Unlike protein-creatinine ratio measurement, which traditionally required a 24-hour collection, ACR can be determined from a single random or first-morning spot sample. This convenience makes it ideal for routine screening in primary care and for monitoring patients with diabetes, hypertension, or a family history of kidney disease.
The ACR Calculation
The albumin-to-creatinine ratio is calculated by dividing the urine albumin concentration by the urine creatinine concentration, then converting to standardized units (mg/g):
ACR (mg/g) = Albumin (mg) ÷ Creatinine (g) × 1000
Albumin— Urine albumin concentration, typically reported in mg/dL; convert to mg by multiplying by 10 if reading from a lab resultCreatinine— Urine creatinine concentration, typically reported in mg/dL; convert to g/dL by dividing by 100 for use in the formulaACR— The albumin-to-creatinine ratio, expressed in mg/g (milligrams of albumin per gram of creatinine)
Collecting and Interpreting a Urine Sample
Proper sample collection ensures accurate results. Healthcare providers typically request a first-morning urine sample after cleansing the external genitalia. The specimen should be collected mid-stream (discarding the first and last portions) into a sterile container and refrigerated or delivered to the laboratory promptly to prevent bacterial overgrowth or protein degradation.

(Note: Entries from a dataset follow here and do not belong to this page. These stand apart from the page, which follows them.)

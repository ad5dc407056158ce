/*!
 * Arbitrage Opportunities
 *
 * The opportunity record is produced by detectors (outside this system),
 * travels as JSON in the `data` field of `stream:opportunities`, and is
 * immutable once created. The coordinator enriches it into an
 * `ExecutionRequest`; the executor consumes it at most once.
 *
 * ## Wire Format
 *
 * Keys are camelCase. Token amounts are integers in the token's smallest
 * unit, carried as decimal strings (detectors written in dynamic languages
 * cannot represent 256-bit amounts as JSON numbers); small legacy producers
 * that emit plain numbers are still accepted on decode.
 */

use serde::{Deserialize, Serialize};
use validator::Validate;

/// Opportunity classification, as tagged by the detector.
#[derive(Debug, Clone, Copy, PartialEq, Eq, Hash, Serialize, Deserialize)]
#[serde(rename_all = "kebab-case")]
pub enum OpportunityKind {
    /// Same-chain, two-venue price gap
    CrossDex,
    /// Cyclic three-token route on a single chain
    Triangular,
    /// Arbitrary N-hop route on a single chain
    MultiLeg,
    /// Buy on one chain, sell on another (bridge in between)
    CrossChain,
    /// Borrow-swap-repay within one transaction
    FlashLoan,
    /// Anchored behind an observed pending transaction
    Backrun,
    /// Mean-reversion signal from the statistical engine
    Statistical,
    /// Solana-native route (Jupiter/Raydium style venues)
    Solana,
}

impl OpportunityKind {
    pub fn as_str(&self) -> &'static str {
        match self {
            OpportunityKind::CrossDex => "cross-dex",
            OpportunityKind::Triangular => "triangular",
            OpportunityKind::MultiLeg => "multi-leg",
            OpportunityKind::CrossChain => "cross-chain",
            OpportunityKind::FlashLoan => "flash-loan",
            OpportunityKind::Backrun => "backrun",
            OpportunityKind::Statistical => "statistical",
            OpportunityKind::Solana => "solana",
        }
    }
}

impl std::fmt::Display for OpportunityKind {
    fn fmt(&self, f: &mut std::fmt::Formatter<'_>) -> std::fmt::Result {
        f.write_str(self.as_str())
    }
}

/// One hop of a swap route.
#[derive(Debug, Clone, PartialEq, Eq, Serialize, Deserialize)]
#[serde(rename_all = "camelCase")]
pub struct SwapHop {
    pub venue: String,
    pub token_in: String,
    pub token_out: String,
    /// Minimum acceptable output, smallest unit
    #[serde(with = "amount_string", default)]
    pub min_out: u128,
}

/// Where the opportunity has been in the pipeline, unix millis.
#[derive(Debug, Clone, Default, PartialEq, Eq, Serialize, Deserialize)]
#[serde(rename_all = "camelCase")]
pub struct PipelineTimestamps {
    /// Stamped by the detector
    #[serde(default)]
    pub detected_at: i64,

    /// Stamped by the coordinator forwarder
    #[serde(default, skip_serializing_if = "Option::is_none")]
    pub coordinator_at: Option<i64>,

    /// Stamped by the executor when a result is produced
    #[serde(default, skip_serializing_if = "Option::is_none")]
    pub executed_at: Option<i64>,
}

/// A detected, candidate-profitable trade.
///
/// Identity is the opaque `id`, globally unique per detection. The record is
/// immutable after creation; the only fields ever written downstream are the
/// coordinator/executor entries of `pipeline_timestamps`, and those are
/// written onto *copies* (the enriched `ExecutionRequest` and the result).
#[derive(Debug, Clone, Serialize, Deserialize, Validate)]
#[serde(rename_all = "camelCase")]
pub struct Opportunity {
    #[validate(length(min = 1, message = "id must be non-empty"))]
    pub id: String,

    #[serde(rename = "type")]
    pub kind: OpportunityKind,

    #[validate(length(min = 1, message = "chain must be non-empty"))]
    pub chain: String,

    #[serde(default)]
    pub buy_venue: String,

    #[serde(default)]
    pub sell_venue: String,

    #[serde(default)]
    pub expected_profit_usd: f64,

    #[validate(range(min = 0.0, max = 1.0, message = "confidence must be within [0, 1]"))]
    #[serde(default)]
    pub confidence: f64,

    /// Input amount, smallest unit of the first token
    #[serde(with = "amount_string", default)]
    pub amount_in: u128,

    #[serde(default)]
    pub swap_path: Vec<SwapHop>,

    /// Absolute unix-millis deadline; the executor rejects past-deadline work
    pub deadline: i64,

    #[serde(default)]
    pub pipeline_timestamps: PipelineTimestamps,
}

impl Opportunity {
    /// True when the deadline has passed at `now` (unix millis).
    pub fn is_expired_at(&self, now: i64) -> bool {
        now >= self.deadline
    }

    /// Route hops for strategies that need one; empty for venue-pair
    /// opportunities that carry only `buy_venue`/`sell_venue`.
    pub fn hop_count(&self) -> usize {
        self.swap_path.len()
    }
}

/// Serde helpers for u128 token amounts: decimal string on the wire,
/// plain JSON numbers accepted on decode for legacy producers.
pub mod amount_string {
    use serde::de::{self, Visitor};
    use serde::{Deserializer, Serializer};

    pub fn serialize<S: Serializer>(value: &u128, serializer: S) -> Result<S::Ok, S::Error> {
        serializer.serialize_str(&value.to_string())
    }

    pub fn deserialize<'de, D: Deserializer<'de>>(deserializer: D) -> Result<u128, D::Error> {
        struct AmountVisitor;

        impl Visitor<'_> for AmountVisitor {
            type Value = u128;

            fn expecting(&self, f: &mut std::fmt::Formatter) -> std::fmt::Result {
                f.write_str("a decimal string or non-negative integer")
            }

            fn visit_str<E: de::Error>(self, v: &str) -> Result<u128, E> {
                v.parse::<u128>()
                    .map_err(|_| E::custom(format!("invalid amount: {v:?}")))
            }

            fn visit_u64<E: de::Error>(self, v: u64) -> Result<u128, E> {
                Ok(v as u128)
            }

            fn visit_i64<E: de::Error>(self, v: i64) -> Result<u128, E> {
                u128::try_from(v).map_err(|_| E::custom("negative amount"))
            }
        }

        deserializer.deserialize_any(AmountVisitor)
    }
}
//! Concrete execution strategies, one per opportunity `type`.
//!
//! Each module validates the shape its detector family produces, then
//! either short-circuits to the simulator or drives the RPC boundary via
//! the shared tail in [`crate::strategy::execute_via_rpc`].

pub mod backrun;
pub mod cross_chain;
pub mod cross_dex;
pub mod flash_loan;
pub mod multi_leg;
pub mod solana;
pub mod statistical;
pub mod triangular;
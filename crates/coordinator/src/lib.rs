//! # ArbFlow Coordinator
//!
//! The regional brain of the pipeline. Exactly one coordinator instance per
//! region is *active* at a time (leader lease); the rest are standbys. The
//! active instance:
//!
//! - forwards detected opportunities to the execution-request stream,
//! - observes service heartbeats and classifies regional health,
//! - publishes leadership and degradation events, and dispatches alerts.
//!
//! The library surface exists so the end-to-end test harness can run a
//! coordinator in-process.

pub mod alerts;
pub mod config;
pub mod forwarder;
pub mod health;
pub mod leader;
pub mod metrics;

pub use alerts::EventPublisher;
pub use config::CoordinatorConfig;
pub use forwarder::Forwarder;
pub use health::{DegradationClassifier, HealthMonitor, MonitoredService};
pub use leader::{LeaderElector, LeaderState};
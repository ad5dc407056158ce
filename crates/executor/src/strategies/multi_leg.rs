/*!
 * Multi-Leg Strategy
 *
 * Arbitrary N-hop route on a single chain. Unlike the triangular variant
 * the route does not need to cycle; the detector already priced the final
 * leg against the entry token.
 */

use async_trait::async_trait;

use arbflow_domain::{ExecutionErrorKind, ExecutionResult, Opportunity, OpportunityKind};

use crate::context::StrategyContext;
use crate::strategy::{Strategy, execute_via_rpc, validate_hop_chain};

pub struct MultiLegStrategy;

impl MultiLegStrategy {
    fn validate(&self, opp: &Opportunity) -> Result<(), String> {
        if opp.swap_path.len() < 2 {
            return Err(format!(
                "multi-leg route needs at least 2 hops, got {}",
                opp.swap_path.len()
            ));
        }
        if opp.amount_in == 0 {
            return Err("multi-leg route requires a non-zero input amount".into());
        }
        validate_hop_chain(&opp.swap_path)
    }
}

#[async_trait]
impl Strategy for MultiLegStrategy {
    fn name(&self) -> &'static str {
        "multi-leg"
    }

    fn kind(&self) -> OpportunityKind {
        OpportunityKind::MultiLeg
    }

    async fn execute(&self, opportunity: &Opportunity, ctx: &StrategyContext) -> ExecutionResult {
        if let Err(detail) = self.validate(opportunity) {
            return ExecutionResult::failure(opportunity, ExecutionErrorKind::PathInvalid, detail);
        }

        if let Some(result) = ctx.simulate_if_enabled(opportunity).await {
            return result;
        }

        execute_via_rpc(opportunity, ctx, true).await
    }
}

ACR results are stratified into three categories based on the KDIGO (Kidney Disease: Improving Global Outcomes) albuminuria classification:
- A1 (<30 mg/g): Normal to mildly increased—typical range for those without kidney disease
- A2 (30–300 mg/g): Moderately increased—indicates moderate albuminuria and heightened kidney disease risk
- A3 (>300 mg/g): Severely increased—suggests advanced kidney damage and warrants urgent clinical follow-up
ACR and Chronic Kidney Disease Staging
Chronic kidney disease is staged using two parallel classification systems: glomerular filtration rate (GFR) categories (G1–G5) and albuminuria categories (A1–A3). An elevated ACR (≥30 mg/g) combined with reduced GFR indicates progressive nephron loss and increased cardiovascular risk. Patients with CKD stage A2 albuminuria should receive counselling on blood pressure control, glycaemic management (if diabetic), and regular monitoring to slow disease progression.
Some patients present with albuminuria without significant GFR decline, particularly in early diabetes-related kidney disease. In such cases, intensive management of blood glucose, blood pressure, and lipids can help prevent further deterioration. Regular ACR testing tracks therapeutic response and disease trajectory over months to years.
Practical Considerations for ACR Testing
Key points to bear in mind when ordering, interpreting, or acting on ACR results:
- Single spot sample suffices — A random urine ACR is nearly as predictive as a 24-hour collection. This simplicity improves compliance and enables opportunistic screening in primary care without patient preparation or fasting.
- Recognise transient elevation — Albuminuria can be transiently elevated during acute illness, intense exercise, urinary tract infection, or menstruation in women. Confirm persistently elevated ACR (≥30 mg/g) on at least two occasions weeks apart before diagnosing chronic albuminuria.
- Unit conversion matters — Albumin is typically reported in mg/dL; creatinine in mg/dL or mmol/L. Convert creatinine to g/dL (divide mg/dL by 100) before calculation, or use mmol/L creatinine directly if your lab reports in those units and adjust the formula accordingly.
- ACR alone does not diagnose CKD — An elevated ACR must be contextualised with GFR, blood pressure, blood glucose, and other clinical features. A single mildly elevated result without GFR decline or systemic risk factors may warrant repeat testing rather than immediate treatment initiation.